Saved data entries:
--*--

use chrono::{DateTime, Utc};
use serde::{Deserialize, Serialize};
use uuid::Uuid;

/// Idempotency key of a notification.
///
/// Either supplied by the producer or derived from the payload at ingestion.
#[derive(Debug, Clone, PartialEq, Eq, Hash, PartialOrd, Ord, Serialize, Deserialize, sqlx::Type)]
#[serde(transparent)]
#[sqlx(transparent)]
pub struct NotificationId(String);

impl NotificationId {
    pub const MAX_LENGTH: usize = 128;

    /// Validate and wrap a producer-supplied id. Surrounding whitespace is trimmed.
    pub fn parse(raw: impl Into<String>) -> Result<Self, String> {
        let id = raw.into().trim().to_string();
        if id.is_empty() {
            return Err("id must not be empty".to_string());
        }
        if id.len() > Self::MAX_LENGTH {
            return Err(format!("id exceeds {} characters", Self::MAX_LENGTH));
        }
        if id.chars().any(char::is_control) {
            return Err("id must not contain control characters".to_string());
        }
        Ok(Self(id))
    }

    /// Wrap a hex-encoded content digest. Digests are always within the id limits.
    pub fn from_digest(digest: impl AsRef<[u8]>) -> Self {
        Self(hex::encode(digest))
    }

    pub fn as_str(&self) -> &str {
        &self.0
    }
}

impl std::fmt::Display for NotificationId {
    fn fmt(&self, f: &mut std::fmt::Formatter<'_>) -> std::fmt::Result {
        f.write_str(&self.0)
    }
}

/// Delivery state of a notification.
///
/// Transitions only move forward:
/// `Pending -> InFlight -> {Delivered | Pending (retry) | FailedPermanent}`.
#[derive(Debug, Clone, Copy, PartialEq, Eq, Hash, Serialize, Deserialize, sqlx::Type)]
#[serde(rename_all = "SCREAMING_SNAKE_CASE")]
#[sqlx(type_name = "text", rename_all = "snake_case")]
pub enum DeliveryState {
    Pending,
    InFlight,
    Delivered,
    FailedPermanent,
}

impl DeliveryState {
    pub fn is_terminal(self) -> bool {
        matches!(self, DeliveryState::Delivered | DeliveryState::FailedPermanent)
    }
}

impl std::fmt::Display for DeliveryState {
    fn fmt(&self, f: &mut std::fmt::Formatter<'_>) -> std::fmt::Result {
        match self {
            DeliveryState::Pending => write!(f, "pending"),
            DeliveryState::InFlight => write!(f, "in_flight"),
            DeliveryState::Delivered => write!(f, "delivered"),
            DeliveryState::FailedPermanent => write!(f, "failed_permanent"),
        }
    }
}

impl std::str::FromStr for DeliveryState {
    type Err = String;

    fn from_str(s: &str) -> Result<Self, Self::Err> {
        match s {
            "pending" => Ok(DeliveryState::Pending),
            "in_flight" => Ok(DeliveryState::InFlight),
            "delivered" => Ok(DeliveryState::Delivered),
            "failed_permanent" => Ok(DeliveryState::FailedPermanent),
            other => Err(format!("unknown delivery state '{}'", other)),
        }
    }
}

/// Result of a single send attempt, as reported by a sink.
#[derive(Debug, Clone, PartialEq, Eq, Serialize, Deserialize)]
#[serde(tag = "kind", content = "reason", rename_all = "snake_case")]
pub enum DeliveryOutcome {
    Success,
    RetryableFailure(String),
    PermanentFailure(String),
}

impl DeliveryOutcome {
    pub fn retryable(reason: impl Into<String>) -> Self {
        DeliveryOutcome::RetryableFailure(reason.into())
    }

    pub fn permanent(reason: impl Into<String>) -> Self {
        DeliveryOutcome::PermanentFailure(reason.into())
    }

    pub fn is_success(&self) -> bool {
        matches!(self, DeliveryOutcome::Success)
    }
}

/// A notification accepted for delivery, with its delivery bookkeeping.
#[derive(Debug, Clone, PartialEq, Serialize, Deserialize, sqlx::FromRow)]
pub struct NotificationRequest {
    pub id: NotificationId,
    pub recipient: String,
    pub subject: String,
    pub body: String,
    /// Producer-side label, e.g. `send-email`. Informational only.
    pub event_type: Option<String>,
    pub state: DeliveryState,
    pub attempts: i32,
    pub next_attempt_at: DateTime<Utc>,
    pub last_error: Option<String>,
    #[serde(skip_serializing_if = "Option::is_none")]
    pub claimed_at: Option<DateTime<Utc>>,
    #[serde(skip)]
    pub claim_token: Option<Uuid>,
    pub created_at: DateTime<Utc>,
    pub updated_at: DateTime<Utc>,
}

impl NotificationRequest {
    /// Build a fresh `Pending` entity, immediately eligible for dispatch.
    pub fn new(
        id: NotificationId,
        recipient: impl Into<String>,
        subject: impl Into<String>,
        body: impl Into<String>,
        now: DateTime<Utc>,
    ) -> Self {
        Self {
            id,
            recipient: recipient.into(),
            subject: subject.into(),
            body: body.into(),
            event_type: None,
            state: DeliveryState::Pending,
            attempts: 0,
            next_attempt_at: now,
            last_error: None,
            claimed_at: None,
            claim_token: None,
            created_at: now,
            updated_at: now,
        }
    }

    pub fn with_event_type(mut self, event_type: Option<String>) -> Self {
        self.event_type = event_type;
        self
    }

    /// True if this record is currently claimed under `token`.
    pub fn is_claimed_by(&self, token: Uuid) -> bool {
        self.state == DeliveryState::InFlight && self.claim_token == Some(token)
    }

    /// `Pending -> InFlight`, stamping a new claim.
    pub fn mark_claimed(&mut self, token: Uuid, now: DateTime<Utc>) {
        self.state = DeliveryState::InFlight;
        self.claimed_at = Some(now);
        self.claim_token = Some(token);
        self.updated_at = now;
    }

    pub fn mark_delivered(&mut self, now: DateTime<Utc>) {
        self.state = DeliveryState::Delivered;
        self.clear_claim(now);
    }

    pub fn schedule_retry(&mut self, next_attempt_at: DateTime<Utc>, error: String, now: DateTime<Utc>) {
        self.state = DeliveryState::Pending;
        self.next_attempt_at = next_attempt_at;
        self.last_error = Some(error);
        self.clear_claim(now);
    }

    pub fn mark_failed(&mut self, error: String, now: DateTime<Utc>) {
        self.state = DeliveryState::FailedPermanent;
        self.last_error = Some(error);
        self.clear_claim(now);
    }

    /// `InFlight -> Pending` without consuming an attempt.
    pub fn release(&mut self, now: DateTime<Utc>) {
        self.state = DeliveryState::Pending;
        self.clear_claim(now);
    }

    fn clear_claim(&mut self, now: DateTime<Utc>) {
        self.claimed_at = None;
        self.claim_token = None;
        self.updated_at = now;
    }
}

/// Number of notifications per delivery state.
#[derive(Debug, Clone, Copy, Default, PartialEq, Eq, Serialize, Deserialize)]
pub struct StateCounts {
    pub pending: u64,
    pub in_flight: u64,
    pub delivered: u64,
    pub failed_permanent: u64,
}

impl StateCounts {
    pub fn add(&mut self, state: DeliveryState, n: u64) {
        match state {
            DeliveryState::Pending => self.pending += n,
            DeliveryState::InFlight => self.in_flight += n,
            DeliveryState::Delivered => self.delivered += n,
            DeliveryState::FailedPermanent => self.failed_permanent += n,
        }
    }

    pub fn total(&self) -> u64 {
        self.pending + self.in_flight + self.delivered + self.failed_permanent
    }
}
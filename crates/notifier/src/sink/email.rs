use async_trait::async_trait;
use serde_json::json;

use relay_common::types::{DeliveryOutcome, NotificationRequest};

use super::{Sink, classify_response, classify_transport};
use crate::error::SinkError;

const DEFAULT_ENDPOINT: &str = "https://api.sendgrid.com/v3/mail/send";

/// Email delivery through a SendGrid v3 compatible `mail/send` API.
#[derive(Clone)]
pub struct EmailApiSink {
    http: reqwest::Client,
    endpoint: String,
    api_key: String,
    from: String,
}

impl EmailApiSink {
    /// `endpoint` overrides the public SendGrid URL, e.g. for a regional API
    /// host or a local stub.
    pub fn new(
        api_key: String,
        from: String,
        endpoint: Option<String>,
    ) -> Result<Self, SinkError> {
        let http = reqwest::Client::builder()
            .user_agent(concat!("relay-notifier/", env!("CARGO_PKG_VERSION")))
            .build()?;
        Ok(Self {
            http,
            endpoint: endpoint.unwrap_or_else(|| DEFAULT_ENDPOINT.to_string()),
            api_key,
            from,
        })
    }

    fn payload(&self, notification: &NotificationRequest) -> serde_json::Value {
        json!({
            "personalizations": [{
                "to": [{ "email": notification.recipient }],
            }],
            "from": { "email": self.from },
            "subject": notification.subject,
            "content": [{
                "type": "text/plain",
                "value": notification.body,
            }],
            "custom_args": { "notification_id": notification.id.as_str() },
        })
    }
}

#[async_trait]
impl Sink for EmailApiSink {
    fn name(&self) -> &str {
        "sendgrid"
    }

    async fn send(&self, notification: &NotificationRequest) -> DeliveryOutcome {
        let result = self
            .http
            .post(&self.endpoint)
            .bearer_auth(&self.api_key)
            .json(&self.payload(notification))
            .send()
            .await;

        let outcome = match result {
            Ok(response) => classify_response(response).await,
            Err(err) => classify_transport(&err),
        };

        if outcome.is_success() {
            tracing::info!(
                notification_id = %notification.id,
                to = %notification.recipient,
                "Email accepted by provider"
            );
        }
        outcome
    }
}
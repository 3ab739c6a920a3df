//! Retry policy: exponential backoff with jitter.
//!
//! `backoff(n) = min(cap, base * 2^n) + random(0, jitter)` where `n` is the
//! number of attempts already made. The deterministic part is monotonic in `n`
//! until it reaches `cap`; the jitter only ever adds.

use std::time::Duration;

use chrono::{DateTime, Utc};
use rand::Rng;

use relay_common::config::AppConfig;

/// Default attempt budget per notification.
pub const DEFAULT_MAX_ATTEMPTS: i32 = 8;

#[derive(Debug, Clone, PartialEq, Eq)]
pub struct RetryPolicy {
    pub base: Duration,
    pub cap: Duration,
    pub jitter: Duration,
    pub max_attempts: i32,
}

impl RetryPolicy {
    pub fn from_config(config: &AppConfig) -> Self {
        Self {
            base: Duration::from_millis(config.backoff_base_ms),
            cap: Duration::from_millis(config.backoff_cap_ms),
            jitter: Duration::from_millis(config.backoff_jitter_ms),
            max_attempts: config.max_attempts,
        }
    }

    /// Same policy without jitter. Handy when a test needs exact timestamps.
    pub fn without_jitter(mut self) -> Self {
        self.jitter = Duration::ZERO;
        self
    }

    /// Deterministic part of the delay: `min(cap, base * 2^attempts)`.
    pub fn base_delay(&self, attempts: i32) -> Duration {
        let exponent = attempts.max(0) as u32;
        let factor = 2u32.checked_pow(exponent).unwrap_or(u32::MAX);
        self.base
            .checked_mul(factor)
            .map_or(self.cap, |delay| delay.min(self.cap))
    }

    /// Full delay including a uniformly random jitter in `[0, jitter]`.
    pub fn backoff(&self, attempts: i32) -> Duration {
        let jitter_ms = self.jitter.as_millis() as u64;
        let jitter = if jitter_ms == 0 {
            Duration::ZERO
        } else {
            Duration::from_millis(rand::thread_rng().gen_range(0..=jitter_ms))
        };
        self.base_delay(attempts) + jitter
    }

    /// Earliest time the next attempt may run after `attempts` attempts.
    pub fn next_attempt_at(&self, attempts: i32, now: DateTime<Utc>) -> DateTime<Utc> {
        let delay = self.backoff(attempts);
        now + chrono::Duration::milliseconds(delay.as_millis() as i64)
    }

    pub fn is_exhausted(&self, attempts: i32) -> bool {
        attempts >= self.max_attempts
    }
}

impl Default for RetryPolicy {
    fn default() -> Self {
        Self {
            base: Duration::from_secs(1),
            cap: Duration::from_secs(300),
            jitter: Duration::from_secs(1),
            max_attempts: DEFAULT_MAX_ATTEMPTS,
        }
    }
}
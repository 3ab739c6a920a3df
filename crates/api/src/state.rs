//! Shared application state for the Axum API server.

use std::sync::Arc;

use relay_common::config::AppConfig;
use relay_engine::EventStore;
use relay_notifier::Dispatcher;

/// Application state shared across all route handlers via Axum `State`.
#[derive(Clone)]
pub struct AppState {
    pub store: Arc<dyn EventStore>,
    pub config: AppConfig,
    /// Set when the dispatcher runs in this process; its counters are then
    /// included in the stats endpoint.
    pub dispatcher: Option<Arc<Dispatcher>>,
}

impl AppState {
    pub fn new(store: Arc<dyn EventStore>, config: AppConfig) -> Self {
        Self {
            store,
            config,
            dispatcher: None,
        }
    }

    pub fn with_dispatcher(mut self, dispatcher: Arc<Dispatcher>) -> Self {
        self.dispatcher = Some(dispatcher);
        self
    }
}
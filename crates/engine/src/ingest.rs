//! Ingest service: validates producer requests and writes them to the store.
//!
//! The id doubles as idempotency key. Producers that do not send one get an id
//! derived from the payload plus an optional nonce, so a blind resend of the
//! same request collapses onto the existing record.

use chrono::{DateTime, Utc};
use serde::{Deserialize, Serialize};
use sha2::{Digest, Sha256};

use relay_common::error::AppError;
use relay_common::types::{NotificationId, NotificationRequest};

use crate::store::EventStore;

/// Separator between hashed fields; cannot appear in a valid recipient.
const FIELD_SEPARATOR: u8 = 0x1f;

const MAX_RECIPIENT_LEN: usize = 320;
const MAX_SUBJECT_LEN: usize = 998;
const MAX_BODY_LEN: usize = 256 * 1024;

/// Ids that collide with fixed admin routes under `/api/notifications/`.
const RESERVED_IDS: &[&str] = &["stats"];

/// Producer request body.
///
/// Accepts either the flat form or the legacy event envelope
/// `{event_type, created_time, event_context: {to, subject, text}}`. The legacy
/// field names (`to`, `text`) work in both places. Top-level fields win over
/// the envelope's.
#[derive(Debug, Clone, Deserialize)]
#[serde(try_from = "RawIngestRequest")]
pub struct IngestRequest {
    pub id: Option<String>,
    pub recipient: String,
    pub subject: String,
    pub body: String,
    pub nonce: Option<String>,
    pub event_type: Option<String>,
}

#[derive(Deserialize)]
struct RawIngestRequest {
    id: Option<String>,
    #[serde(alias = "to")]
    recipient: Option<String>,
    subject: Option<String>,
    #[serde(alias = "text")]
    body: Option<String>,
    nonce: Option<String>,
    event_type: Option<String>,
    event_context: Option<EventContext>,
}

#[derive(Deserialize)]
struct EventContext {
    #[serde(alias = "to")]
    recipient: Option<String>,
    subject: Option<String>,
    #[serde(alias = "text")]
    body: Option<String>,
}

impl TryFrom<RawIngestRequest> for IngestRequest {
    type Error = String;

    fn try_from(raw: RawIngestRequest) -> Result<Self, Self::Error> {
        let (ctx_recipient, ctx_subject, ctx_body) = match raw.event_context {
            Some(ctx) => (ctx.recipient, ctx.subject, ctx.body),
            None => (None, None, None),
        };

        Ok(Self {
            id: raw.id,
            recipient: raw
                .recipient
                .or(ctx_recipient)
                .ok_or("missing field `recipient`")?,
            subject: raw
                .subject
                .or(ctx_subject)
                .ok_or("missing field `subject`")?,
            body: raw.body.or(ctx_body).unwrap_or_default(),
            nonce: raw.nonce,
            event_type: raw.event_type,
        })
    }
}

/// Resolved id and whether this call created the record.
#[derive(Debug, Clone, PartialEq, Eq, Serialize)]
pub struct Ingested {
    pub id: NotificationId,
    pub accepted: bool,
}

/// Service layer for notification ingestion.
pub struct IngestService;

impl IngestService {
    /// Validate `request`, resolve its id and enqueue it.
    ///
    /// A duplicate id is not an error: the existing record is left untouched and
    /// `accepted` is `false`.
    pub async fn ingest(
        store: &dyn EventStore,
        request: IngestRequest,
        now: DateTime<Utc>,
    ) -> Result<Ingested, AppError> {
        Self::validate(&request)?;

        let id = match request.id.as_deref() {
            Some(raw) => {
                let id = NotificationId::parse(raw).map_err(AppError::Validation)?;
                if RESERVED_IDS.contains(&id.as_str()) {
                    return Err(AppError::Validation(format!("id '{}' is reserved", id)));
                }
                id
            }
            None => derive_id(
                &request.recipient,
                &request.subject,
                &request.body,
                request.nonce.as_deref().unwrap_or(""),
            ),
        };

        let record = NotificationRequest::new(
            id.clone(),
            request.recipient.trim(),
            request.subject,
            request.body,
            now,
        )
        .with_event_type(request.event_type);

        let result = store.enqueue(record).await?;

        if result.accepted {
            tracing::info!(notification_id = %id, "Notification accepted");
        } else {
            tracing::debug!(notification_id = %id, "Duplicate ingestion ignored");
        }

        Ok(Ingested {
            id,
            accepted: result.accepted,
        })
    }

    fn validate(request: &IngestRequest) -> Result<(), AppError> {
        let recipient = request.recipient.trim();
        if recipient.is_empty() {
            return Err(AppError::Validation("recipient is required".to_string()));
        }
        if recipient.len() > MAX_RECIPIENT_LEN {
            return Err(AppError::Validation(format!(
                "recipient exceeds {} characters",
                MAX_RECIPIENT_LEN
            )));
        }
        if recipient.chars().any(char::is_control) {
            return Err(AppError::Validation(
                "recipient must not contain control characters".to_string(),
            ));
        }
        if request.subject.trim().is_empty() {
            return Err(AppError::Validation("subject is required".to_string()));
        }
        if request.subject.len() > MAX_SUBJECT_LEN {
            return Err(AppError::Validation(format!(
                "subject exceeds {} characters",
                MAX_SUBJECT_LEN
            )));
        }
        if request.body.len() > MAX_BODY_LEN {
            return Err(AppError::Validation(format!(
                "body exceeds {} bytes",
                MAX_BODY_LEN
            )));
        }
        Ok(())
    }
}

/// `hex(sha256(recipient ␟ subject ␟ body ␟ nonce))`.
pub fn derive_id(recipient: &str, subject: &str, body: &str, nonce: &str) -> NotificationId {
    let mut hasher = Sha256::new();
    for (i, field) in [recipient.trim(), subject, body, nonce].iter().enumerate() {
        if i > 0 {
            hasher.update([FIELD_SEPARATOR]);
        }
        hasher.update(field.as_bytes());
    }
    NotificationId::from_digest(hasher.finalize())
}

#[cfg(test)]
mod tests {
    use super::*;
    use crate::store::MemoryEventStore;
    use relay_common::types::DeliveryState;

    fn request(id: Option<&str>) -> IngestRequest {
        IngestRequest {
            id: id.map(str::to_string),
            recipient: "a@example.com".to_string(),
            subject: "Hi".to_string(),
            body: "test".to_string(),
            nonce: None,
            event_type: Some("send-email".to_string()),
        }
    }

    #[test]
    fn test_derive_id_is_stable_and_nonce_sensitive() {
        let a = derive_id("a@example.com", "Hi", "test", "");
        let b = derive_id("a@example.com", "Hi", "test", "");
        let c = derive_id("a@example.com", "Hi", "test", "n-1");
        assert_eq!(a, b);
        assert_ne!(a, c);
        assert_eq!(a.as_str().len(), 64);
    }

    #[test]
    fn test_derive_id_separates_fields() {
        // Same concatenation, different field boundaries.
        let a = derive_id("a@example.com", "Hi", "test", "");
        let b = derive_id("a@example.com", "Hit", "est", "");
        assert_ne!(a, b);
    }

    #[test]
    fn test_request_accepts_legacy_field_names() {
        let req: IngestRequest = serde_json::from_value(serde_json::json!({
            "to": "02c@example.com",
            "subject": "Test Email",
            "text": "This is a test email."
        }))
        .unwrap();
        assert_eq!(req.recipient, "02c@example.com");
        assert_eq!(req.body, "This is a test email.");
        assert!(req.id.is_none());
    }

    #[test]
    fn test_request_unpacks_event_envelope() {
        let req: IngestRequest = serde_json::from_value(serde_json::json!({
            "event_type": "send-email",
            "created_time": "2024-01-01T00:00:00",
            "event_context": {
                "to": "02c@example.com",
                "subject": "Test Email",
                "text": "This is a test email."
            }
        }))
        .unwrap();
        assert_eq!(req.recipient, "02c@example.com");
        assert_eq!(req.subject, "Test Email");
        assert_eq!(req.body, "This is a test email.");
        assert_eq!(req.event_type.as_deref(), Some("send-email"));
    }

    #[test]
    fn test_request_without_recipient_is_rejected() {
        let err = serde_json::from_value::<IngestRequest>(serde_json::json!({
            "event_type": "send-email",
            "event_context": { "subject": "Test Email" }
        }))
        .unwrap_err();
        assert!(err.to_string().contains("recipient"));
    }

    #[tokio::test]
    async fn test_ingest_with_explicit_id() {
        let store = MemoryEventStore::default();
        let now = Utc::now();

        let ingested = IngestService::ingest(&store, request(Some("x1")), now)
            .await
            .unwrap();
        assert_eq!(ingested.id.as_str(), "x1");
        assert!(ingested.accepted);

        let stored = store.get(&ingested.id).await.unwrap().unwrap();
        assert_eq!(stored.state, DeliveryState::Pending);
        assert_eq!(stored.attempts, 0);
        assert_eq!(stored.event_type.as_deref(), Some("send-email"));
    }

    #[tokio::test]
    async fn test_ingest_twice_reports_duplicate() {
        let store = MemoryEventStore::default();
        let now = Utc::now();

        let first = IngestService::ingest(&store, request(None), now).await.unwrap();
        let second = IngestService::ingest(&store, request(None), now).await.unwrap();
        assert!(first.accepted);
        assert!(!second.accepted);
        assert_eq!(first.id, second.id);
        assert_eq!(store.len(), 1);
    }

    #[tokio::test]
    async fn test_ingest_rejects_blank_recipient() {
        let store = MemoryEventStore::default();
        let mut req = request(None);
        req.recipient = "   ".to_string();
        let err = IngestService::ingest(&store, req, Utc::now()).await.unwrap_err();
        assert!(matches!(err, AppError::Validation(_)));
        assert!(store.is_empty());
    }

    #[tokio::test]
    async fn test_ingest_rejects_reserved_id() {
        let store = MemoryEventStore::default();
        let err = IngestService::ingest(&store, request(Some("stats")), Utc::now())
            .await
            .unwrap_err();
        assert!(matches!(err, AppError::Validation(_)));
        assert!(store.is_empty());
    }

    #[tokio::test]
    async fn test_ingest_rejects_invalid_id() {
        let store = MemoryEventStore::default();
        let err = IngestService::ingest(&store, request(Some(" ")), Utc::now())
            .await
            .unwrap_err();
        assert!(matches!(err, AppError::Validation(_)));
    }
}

--*--

The first line of the records begins the span, and the line containing "payload at ingestion." ends it. Reproduce that span exactly, both ends included.

SOLUTION TO THIS PROBLEM:
use chrono::{DateTime, Utc};
use serde::{Deserialize, Serialize};
use uuid::Uuid;

/// Idempotency key of a notification.
///
/// Either supplied by the producer or derived from the payload at ingestion.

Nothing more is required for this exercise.